Hyde Hall (home of the Institute for the Arts and Humanities.)

The Institute for the Arts and Humanities has announced its 2021-2022 cohort of Faculty Fellows. The Faculty Fellowship Program offers UNC College of Arts and Sciences faculty the opportunity to pursue ambitious, exciting, artistic and scholarly projects that lead to publication, exhibition, composition, and performance. During a semester-long, on-campus Fellowship, Fellows meet weekly to exchange ideas with an interdisciplinary cohort of peers.

Faculty Fellows often demonstrate a track record of engaging in scholarship that breaks new ground in their respective fields, having an interest in communicating the results of their research to a broader audience, and working to bring that knowledge back into the classroom to teach Carolina students.

For the second year, the Institute has awarded two Fellowships through its Race, Memory, and Reckoning Initiative. The initiative, as part of the College of Arts & Sciences’ efforts, aims to contribute to a broader campus effort to place inclusion, diversity, equity and historical accuracy at the top of the University’s agenda.

FALL 2021

Kenneth (Andy) Andrews, Professor, Sociology
DuBose Fellow
“Cultural, Disruptive, and Organizational Sources of Movement Power”

Anna Krome-Lukens, Teaching Associate Professor, Public Policy
Taylor Fellow
“The Reform Imagination: Eugenics and the Welfare State in the South”

Michael Lambert, Associate Professor, African, African American and Diaspora Studies 
Ellison Fellow
“Global Flows: Migration and Belonging in West Africa”

Javier Arce-Nazario, Associate Professor, Geography
Arts and Humanities Fellow
“Bomb Your Own Damn Backyard: Curating Colonized Landscapes of Vieques”

China Medel, Assistant Professor, Communication
Espy Fellow
“Spectral Aesthetics: Media, Alternative Visibilities, and the Crisis of Migrant Death at the US-Mexico Border”

Cynthia Radding, Distinguished Professor, History
Townsend Fellow
“Indigenous Borderlands, Justice, and Landscapes of Memory on the Spanish Imperial Frontier of North America”

Eliza Richards, Professor, English and Comparative Literature
Hyde Fellow
“The Collected Writings of George Moses Horton: A Critical Edition”

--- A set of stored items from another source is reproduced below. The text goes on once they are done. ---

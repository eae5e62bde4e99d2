//! Parameter extraction from raw request parts.
//!
//! Sources merge in order query string, form body, JSON body; later sources
//! override earlier ones on key collisions. Form bodies may be url-encoded
//! or `multipart/form-data`; file parts of a multipart form are not params.

use crate::domain::error::ParamsError;
use crate::domain::handler::Params;
use bytes::Bytes;
use futures::{future, stream};
use serde_json::Value;
use std::convert::Infallible;
use url::form_urlencoded;

const FORM_CONTENT_TYPE: &str = "application/x-www-form-urlencoded";
const MULTIPART_CONTENT_TYPE: &str = "multipart/form-data";

/// Merge query string and body into one parameter map
pub fn params_from_parts(
    query: Option<&str>,
    content_type: Option<&str>,
    body: &[u8],
) -> Result<Params, ParamsError> {
    let mut params = Params::new();

    if let Some(query) = query {
        merge_form(&mut params, query.as_bytes());
    }

    if body.iter().all(u8::is_ascii_whitespace) {
        return Ok(params);
    }

    let content_type = content_type.unwrap_or_default().trim();
    let media_type = content_type.to_ascii_lowercase();

    if media_type.starts_with(FORM_CONTENT_TYPE) {
        merge_form(&mut params, body);
    } else if media_type.starts_with(MULTIPART_CONTENT_TYPE) {
        let boundary = multer::parse_boundary(content_type)?;
        // The body is already in memory, so the multipart reader never waits.
        futures::executor::block_on(merge_multipart(&mut params, body, boundary))?;
    } else {
        match serde_json::from_slice::<Value>(body)? {
            Value::Object(map) => params.extend(map),
            _ => return Err(ParamsError::NotAnObject),
        }
    }

    Ok(params)
}

async fn merge_multipart(
    params: &mut Params,
    body: &[u8],
    boundary: String,
) -> Result<(), ParamsError> {
    let body = Bytes::copy_from_slice(body);
    let chunks = stream::once(future::ready(Ok::<_, Infallible>(body)));
    let mut multipart = multer::Multipart::new(chunks, boundary);

    while let Some(field) = multipart.next_field().await? {
        if field.file_name().is_some() {
            continue;
        }
        let Some(name) = field.name().map(str::to_string) else {
            continue;
        };
        let value = field.text().await?;
        params.insert(name, Value::String(value));
    }
    Ok(())
}

fn merge_form(params: &mut Params, raw: &[u8]) {
    for (key, value) in form_urlencoded::parse(raw) {
        params.insert(key.into_owned(), Value::String(value.into_owned()));
    }
}

/// Remove a reserved key and return its value as text.
///
/// A missing or null key yields the empty string.
pub fn take_reserved(params: &mut Params, key: &str) -> String {
    match params.remove(key) {
        Some(Value::String(s)) => s,
        Some(Value::Null) | None => String::new(),
        Some(other) => other.to_string(),
    }
}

Yaron Shemer, Associate Professor, Asian Studies 
Burress Fellow
“Witnessing, Steadfastness, and Agency: The National Cartoon Figures of the Israeli Srulik and the Palestinian Handhala”

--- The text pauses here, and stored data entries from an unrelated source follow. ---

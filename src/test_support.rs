// Deterministic embedding function and table helpers for unit tests

use async_trait::async_trait;
use lancedb::Connection;
use std::path::Path;
use std::sync::Arc;
use tempfile::TempDir;

use crate::database::lancedb::{NoteStore, connect, resolve_table};
use crate::embeddings::EmbeddingFunction;
use crate::{NotevecError, Result};

/// Content containing this marker makes `HashEmbedder::embed` fail
pub const FAIL_MARKER: &str = "<<fail-embedding>>";

/// Embeds text by spreading its bytes over a fixed number of dimensions
pub struct HashEmbedder {
    name: String,
    width: usize,
}

impl HashEmbedder {
    pub fn new(name: &str, width: usize) -> Self {
        Self {
            name: name.to_string(),
            width,
        }
    }

    pub fn vector_for(&self, text: &str) -> Vec<f32> {
        let mut vector = vec![0.0_f32; self.width];
        for (i, byte) in text.bytes().enumerate() {
            vector[(i + usize::from(byte)) % self.width] += f32::from(byte) / 255.0;
        }
        let norm = vector.iter().map(|v| v * v).sum::<f32>().sqrt();
        if norm > 0.0 {
            for v in &mut vector {
                *v /= norm;
            }
        }
        vector
    }
}

#[async_trait]
impl EmbeddingFunction for HashEmbedder {
    fn name(&self) -> &str {
        &self.name
    }

    fn vector_width(&self) -> usize {
        self.width
    }

    async fn embed(&self, texts: &[String]) -> Result<Vec<Vec<f32>>> {
        if texts.iter().any(|t| t.contains(FAIL_MARKER)) {
            return Err(NotevecError::Embedding("refusing marked text".to_string()));
        }
        Ok(texts.iter().map(|t| self.vector_for(t)).collect())
    }
}

pub async fn temp_connection() -> (Connection, TempDir) {
    let temp_dir = TempDir::new().expect("should create temp dir");
    let connection = connect(&temp_dir.path().join("vectors"))
        .await
        .expect("should connect to lancedb");
    (connection, temp_dir)
}

/// A store over a fresh table bound to a `HashEmbedder` of width 8
pub async fn temp_store(source_dir: &Path) -> (NoteStore, TempDir) {
    let (connection, temp_dir) = temp_connection().await;
    let embedder = Arc::new(HashEmbedder::new("hash", 8));
    let resolved = resolve_table(&connection, embedder.as_ref(), source_dir)
        .await
        .expect("should resolve table");
    (NoteStore::new(resolved.table, embedder), temp_dir)
}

Hérica Valladares, Assistant Professor, Classics
IAH Legacy Fellow – Race, Memory, and Reckoning Initiative
“Fashioning Empire: Roman Women and their Objects”

SPRING 2022

Helen Cushman, Assistant Professor, English and Comparative Literature
Pardue Fellow
“Producing Knowledge in the Middle English Mystery Plays”

Kathleen DuVal, Professor, History
Whitton Fellow
“Masters of the Continent: How Native Americans Ruled North America into the Nineteenth Century”

Glenn Hinson, Associate Professor, Anthropology
Friends of the Institute – Race, Memory, and Reckoning Initiative
“The Descendants Project–Reckoning and Reconciliation in the Aftermath of N.C. Lynchings”

Shayne Legassie, Associate Professor, English and Comparative Literature
Belk Fellow
“The Ethnobotanical Middle Ages (1100-1560)”

Hugo Mendez, Assistant Professor, Religious Studies
Borden Fellow
“The Gospel and Letters of John as a Literary Tradition of Forgery”

Rosa Perelmuter, Professor, Romance Studies
Schwab Fellow
“Yiddish Cuba: Community, Culture, Identity (1920-1960)”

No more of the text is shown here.